El test de permutación Monte Carlo generó una distribución nula de ΔCV en la que el valor observado se situó claramente en la cola negativa. Los p-valores bilateral y unidireccional resultaron cercanos a 0,0000, lo que indica que, bajo la hipótesis nula, es muy poco probable obtener una reducción tan grande de la variabilidad de S2 en la fase ON por puro azar.
13.11. Discusión y conclusiones (versión en español)
Este análisis exploratorio sugiere que, en esta sesión concreta de Quantum Contact, el sensor S2 experimentó una marcada microestabilización durante la fase de observación consciente (ON). Desde el punto de vista estadístico, el resultado del test Monte Carlo es muy llamativo. Sin embargo, debe interpretarse con cautela: se trata de un único registro, con un solo participante y un montaje casero susceptible a factores ambientales.

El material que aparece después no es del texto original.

//! # Configuration Types
//!
//! Configuration structures for every component of the orchestrator.
//!
//! All sections carry serde defaults, so an empty file gives five events
//! per submission with a one minute per-event timeout.

use serde::{Deserialize, Serialize};
use std::time::Duration;

/// Root configuration object.
#[derive(Debug, Clone, Default, Serialize, Deserialize)]
pub struct OrchestratorConfig {
	/// Service identity, logging and HTTP settings
	#[serde(default)]
	pub service: ServiceSettings,
	/// Orchestration engine policy
	#[serde(default)]
	pub engine: EngineConfig,
	/// Outbox delivery settings
	#[serde(default)]
	pub outbox: OutboxConfig,
	/// Dispatcher settings
	#[serde(default)]
	pub dispatcher: DispatcherConfig,
	/// Storage backend selection
	#[serde(default)]
	pub storage: StorageConfig,
}

/// Core service settings.
#[derive(Debug, Clone, Serialize, Deserialize)]
pub struct ServiceSettings {
	/// Name reported in logs and on the health endpoint
	#[serde(default = "default_service_name")]
	pub name: String,
	/// Logging level for the service
	#[serde(default = "default_log_level")]
	pub log_level: String,
	/// HTTP API server port
	#[serde(default = "default_http_port")]
	pub http_port: u16,
}

impl Default for ServiceSettings {
	fn default() -> Self {
		Self {
			name: default_service_name(),
			log_level: default_log_level(),
			http_port: default_http_port(),
		}
	}
}

/// Orchestration engine policy.
#[derive(Debug, Clone, Serialize, Deserialize)]
pub struct EngineConfig {
	/// Per-event timeout, measured from the instance's activation
	#[serde(default = "default_event_timeout_secs")]
	pub event_timeout_secs: u64,
	/// Number of events fanned out when a submission does not specify one
	#[serde(default = "default_event_count")]
	pub default_event_count: usize,
	/// Largest event set a single instance may wait for
	#[serde(default = "default_max_event_count")]
	pub max_event_count: usize,
	/// Capacity of the broadcast event bus
	#[serde(default = "default_event_bus_capacity")]
	pub event_bus_capacity: usize,
}

impl EngineConfig {
	pub fn event_timeout(&self) -> Duration {
		Duration::from_secs(self.event_timeout_secs)
	}
}

impl Default for EngineConfig {
	fn default() -> Self {
		Self {
			event_timeout_secs: default_event_timeout_secs(),
			default_event_count: default_event_count(),
			max_event_count: default_max_event_count(),
			event_bus_capacity: default_event_bus_capacity(),
		}
	}
}

/// Outbox delivery settings.
#[derive(Debug, Clone, Serialize, Deserialize)]
pub struct OutboxConfig {
	/// Logical queue name, used to namespace persisted envelopes
	#[serde(default = "default_queue_name")]
	pub queue_name: String,
	/// Number of concurrent drain workers
	#[serde(default = "default_workers")]
	pub workers: usize,
	/// Delivery attempts before an envelope is dead-lettered
	#[serde(default = "default_max_attempts")]
	pub max_attempts: u32,
	/// First retry delay
	#[serde(default = "default_initial_backoff_ms")]
	pub initial_backoff_ms: u64,
	/// Upper bound for retry delays
	#[serde(default = "default_max_backoff_ms")]
	pub max_backoff_ms: u64,
	/// How long an undelivered envelope is retained
	#[serde(default = "default_retention_secs")]
	pub retention_secs: u64,
}

impl OutboxConfig {
	pub fn retention(&self) -> Duration {
		Duration::from_secs(self.retention_secs)
	}
}

impl Default for OutboxConfig {
	fn default() -> Self {
		Self {
			queue_name: default_queue_name(),
			workers: default_workers(),
			max_attempts: default_max_attempts(),
			initial_backoff_ms: default_initial_backoff_ms(),
			max_backoff_ms: default_max_backoff_ms(),
			retention_secs: default_retention_secs(),
		}
	}
}

/// Dispatcher settings.
#[derive(Debug, Clone, Serialize, Deserialize)]
pub struct DispatcherConfig {
	/// Attempts made to enqueue each envelope before giving up
	#[serde(default = "default_enqueue_max_attempts")]
	pub enqueue_max_attempts: u32,
}

impl Default for DispatcherConfig {
	fn default() -> Self {
		Self {
			enqueue_max_attempts: default_enqueue_max_attempts(),
		}
	}
}

/// Storage backend selection.
///
/// `backend` names a registered storage factory; `config` is handed to
/// that factory untouched.
#[derive(Debug, Clone, Serialize, Deserialize)]
pub struct StorageConfig {
	#[serde(default = "default_storage_backend")]
	pub backend: String,
	#[serde(default = "default_backend_table")]
	pub config: toml::Value,
}

impl Default for StorageConfig {
	fn default() -> Self {
		Self {
			backend: default_storage_backend(),
			config: default_backend_table(),
		}
	}
}

fn default_service_name() -> String {
	"fanout-orchestrator".to_string()
}

fn default_log_level() -> String {
	"info".to_string()
}

fn default_http_port() -> u16 {
	7071
}

fn default_event_timeout_secs() -> u64 {
	60
}

fn default_event_count() -> usize {
	5
}

fn default_max_event_count() -> usize {
	10_000
}

fn default_event_bus_capacity() -> usize {
	1000
}

fn default_queue_name() -> String {
	"events".to_string()
}

fn default_workers() -> usize {
	4
}

fn default_max_attempts() -> u32 {
	5
}

fn default_initial_backoff_ms() -> u64 {
	200
}

fn default_max_backoff_ms() -> u64 {
	10_000
}

fn default_retention_secs() -> u64 {
	86_400
}

fn default_enqueue_max_attempts() -> u32 {
	3
}

fn default_storage_backend() -> String {
	"memory".to_string()
}

fn default_backend_table() -> toml::Value {
	toml::Value::Table(toml::map::Map::new())
}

El objetivo de este informe no es presentar una prueba definitiva de interacción observador–sistema, sino identificar un efecto concreto, bien definido y cuantificable que sirva como punto de partida para estudios posteriores. La prioridad ahora es replicar el resultado en múltiples sesiones, introducir condiciones de control y, una vez que exista un patrón estable, discutir con mayor profundidad sus posibles implicaciones físicas y neurocientíficas.
14.Figures / Figuras
Figure 1 / Figura 1
Figure 1. Time series of sensor S2 during Hypothesis 1, showing OFF (s4 = 0) and ON (s4 = 1) phases.
Figura 1. Serie temporal del sensor S2 durante la Hipótesis 1, mostrando las fases OFF (s4 = 0) y ON (s4 = 1).
Figure 2 / Figura 2
Figure 2. Distributions of S2 values during ON (s4 = 1) and OFF (s4 = 0, matched sample) phases.
Figura 2. Distribuciones de los valores de S2 durante las fases ON (s4 = 1) y OFF (s4 = 0, muestra igualada).
Figure 3 / Figura 3
Figure 3. Monte Carlo null distribution of ΔCV(S2) with the observed value marked in the negative tail.
Figura 3. Distribución nula Monte Carlo de ΔCV(S2) con el valor observado marcado en la cola negativa.